Return the records that follow, matching each one exactly.
*** DATA EXTRACT Section Begins ***
//! Core domain logic for the work logger.
//!
//! This crate contains the fundamental types and logic for:
//! - Schedule resolution: which recurring events apply to a calendar date
//! - Entry building: laying out a day's contiguous time entries
//!
//! Everything here is pure: no I/O, no hidden state. The Jira and tracker
//! adapters live in their own crates and consume these types.

pub mod entry;
pub mod event;
pub mod schedule;

pub use entry::{EntryError, TimeEntry, WORK_ENTRY_TITLE, build_entries, workday_start};
pub use event::{Event, EventKind};
pub use schedule::{ConfigError, MeetingSchedule, ScheduleSpec, SprintCadence};
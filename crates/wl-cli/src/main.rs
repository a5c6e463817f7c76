use std::path::Path;

use anyhow::{Context, Result};
use clap::Parser;
use tracing_subscriber::EnvFilter;

use wl_cli::commands::{log, plan};
use wl_cli::{Cli, Commands, Config};

fn load_config(config_path: Option<&Path>) -> Result<Config> {
    let config = Config::load_from(config_path).context("failed to load configuration")?;
    tracing::debug!(?config, "loaded configuration");
    Ok(config)
}

#[tokio::main]
async fn main() -> Result<()> {
    let cli = Cli::parse();

    // Initialize tracing with verbose flag support
    let filter = if cli.verbose {
        EnvFilter::new("debug")
    } else {
        EnvFilter::from_default_env()
    };
    // Use try_init to avoid panic if tracing is already initialized (e.g., in tests)
    let _ = tracing_subscriber::fmt().with_env_filter(filter).try_init();

    match &cli.command {
        Some(Commands::Plan { day }) => {
            let config = load_config(cli.config.as_deref())?;
            let mut stdout = std::io::stdout().lock();
            plan::run(&mut stdout, &config, day)?;
        }
        Some(Commands::Log { day, yes }) => {
            let config = load_config(cli.config.as_deref())?;
            log::run(&config, day, *yes).await?;
        }
        None => {
            // No subcommand, show help
            use clap::CommandFactory;
            Cli::command().print_help()?;
            println!();
        }
    }

    Ok(())
}
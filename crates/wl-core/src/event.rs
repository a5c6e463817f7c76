//! Event definitions shared by the schedule resolver and entry builder.

use std::fmt;

use serde::{Deserialize, Serialize};

/// What an event represents, with the tracker's wire code.
#[derive(Debug, Clone, Copy, Default, PartialEq, Eq, Hash, Serialize, Deserialize)]
#[serde(rename_all = "lowercase")]
pub enum EventKind {
    /// Catch-all, including the remainder "work" entry.
    Other,
    /// A tracked issue.
    Task,
    /// A recurring or ad-hoc meeting. The default: events deserialized from
    /// the meeting configuration are meetings.
    #[default]
    Meeting,
}

impl EventKind {
    /// Numeric code the tracker API expects.
    #[must_use]
    pub const fn code(self) -> i64 {
        match self {
            Self::Other => 1,
            Self::Task => 2,
            Self::Meeting => 3,
        }
    }
}

/// A named block of work time.
///
/// An event with an empty title or zero minutes is a placeholder meaning
/// "no event in this slot"; placeholders are kept in the configured lists so
/// weekday indexing stays aligned, but they never produce a time entry.
#[derive(Debug, Clone, PartialEq, Eq, Serialize, Deserialize)]
pub struct Event {
    pub title: String,

    /// Duration in minutes.
    pub work_time: u32,

    #[serde(default)]
    pub kind: EventKind,
}

impl Event {
    /// Creates a meeting event.
    pub fn meeting(title: impl Into<String>, work_time: u32) -> Self {
        Self {
            title: title.into(),
            work_time,
            kind: EventKind::Meeting,
        }
    }

    /// Returns true if this event stands for "no event in this slot".
    #[must_use]
    pub fn is_placeholder(&self) -> bool {
        self.title.is_empty() || self.work_time == 0
    }
}

impl fmt::Display for Event {
    fn fmt(&self, f: &mut fmt::Formatter<'_>) -> fmt::Result {
        write!(f, "{}m - {}", self.work_time, self.title)
    }
}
*** DATA EXTRACT Section Ends ***
### SOLUTION FOR THIS PROBLEM
//! Core domain logic for the work logger.
//!
//! This crate contains the fundamental types and logic for:
//! - Schedule resolution: which recurring events apply to a calendar date
//! - Entry building: laying out a day's contiguous time entries
//!
//! Everything here is pure: no I/O, no hidden state. The Jira and tracker
//! adapters live in their own crates and consume these types.

pub mod entry;
pub mod event;
pub mod schedule;

pub use entry::{EntryError, TimeEntry, WORK_ENTRY_TITLE, build_entries, workday_start};
pub use event::{Event, EventKind};
pub use schedule::{ConfigError, MeetingSchedule, ScheduleSpec, SprintCadence};
filename crates/wl-cli/src/main.rs
repository a5c6e463817f7c76
use std::path::Path;

use anyhow::{Context, Result};
use clap::Parser;
use tracing_subscriber::EnvFilter;

use wl_cli::commands::{log, plan};
use wl_cli::{Cli, Commands, Config};

fn load_config(config_path: Option<&Path>) -> Result<Config> {
    let config = Config::load_from(config_path).context("failed to load configuration")?;
    tracing::debug!(?config, "loaded configuration");
    Ok(config)
}

#[tokio::main]
async fn main() -> Result<()> {
    let cli = Cli::parse();

    // Initialize tracing with verbose flag support
    let filter = if cli.verbose {
        EnvFilter::new("debug")
    } else {
        EnvFilter::from_default_env()
    };
    // Use try_init to avoid panic if tracing is already initialized (e.g., in tests)
    let _ = tracing_subscriber::fmt().with_env_filter(filter).try_init();

    match &cli.command {
        Some(Commands::Plan { day }) => {
            let config = load_config(cli.config.as_deref())?;
            let mut stdout = std::io::stdout().lock();
            plan::run(&mut stdout, &config, day)?;
        }
        Some(Commands::Log { day, yes }) => {
            let config = load_config(cli.config.as_deref())?;
            log::run(&config, day, *yes).await?;
        }
        None => {
            // No subcommand, show help
            use clap::CommandFactory;
            Cli::command().print_help()?;
            println!();
        }
    }

    Ok(())
}
filename crates/wl-core/src/event.rs
repository a5c6e463817f7c76
//! Event definitions shared by the schedule resolver and entry builder.

use std::fmt;

use serde::{Deserialize, Serialize};

/// What an event represents, with the tracker's wire code.
#[derive(Debug, Clone, Copy, Default, PartialEq, Eq, Hash, Serialize, Deserialize)]
#[serde(rename_all = "lowercase")]
pub enum EventKind {
    /// Catch-all, including the remainder "work" entry.
    Other,
    /// A tracked issue.
    Task,
    /// A recurring or ad-hoc meeting. The default: events deserialized from
    /// the meeting configuration are meetings.
    #[default]
    Meeting,
}

impl EventKind {
    /// Numeric code the tracker API expects.
    #[must_use]
    pub const fn code(self) -> i64 {
        match self {
            Self::Other => 1,
            Self::Task => 2,
            Self::Meeting => 3,
        }
    }
}

/// A named block of work time.
///
/// An event with an empty title or zero minutes is a placeholder meaning
/// "no event in this slot"; placeholders are kept in the configured lists so
/// weekday indexing stays aligned, but they never produce a time entry.
#[derive(Debug, Clone, PartialEq, Eq, Serialize, Deserialize)]
pub struct Event {
    pub title: String,

    /// Duration in minutes.
    pub work_time: u32,

    #[serde(default)]
    pub kind: EventKind,
}

impl Event {
    /// Creates a meeting event.
    pub fn meeting(title: impl Into<String>, work_time: u32) -> Self {
        Self {
            title: title.into(),
            work_time,
            kind: EventKind::Meeting,
        }
    }

    /// Returns true if this event stands for "no event in this slot".
    #[must_use]
    pub fn is_placeholder(&self) -> bool {
        self.title.is_empty() || self.work_time == 0
    }
}

impl fmt::Display for Event {
    fn fmt(&self, f: &mut fmt::Formatter<'_>) -> fmt::Result {
        write!(f, "{}m - {}", self.work_time, self.title)
    }
}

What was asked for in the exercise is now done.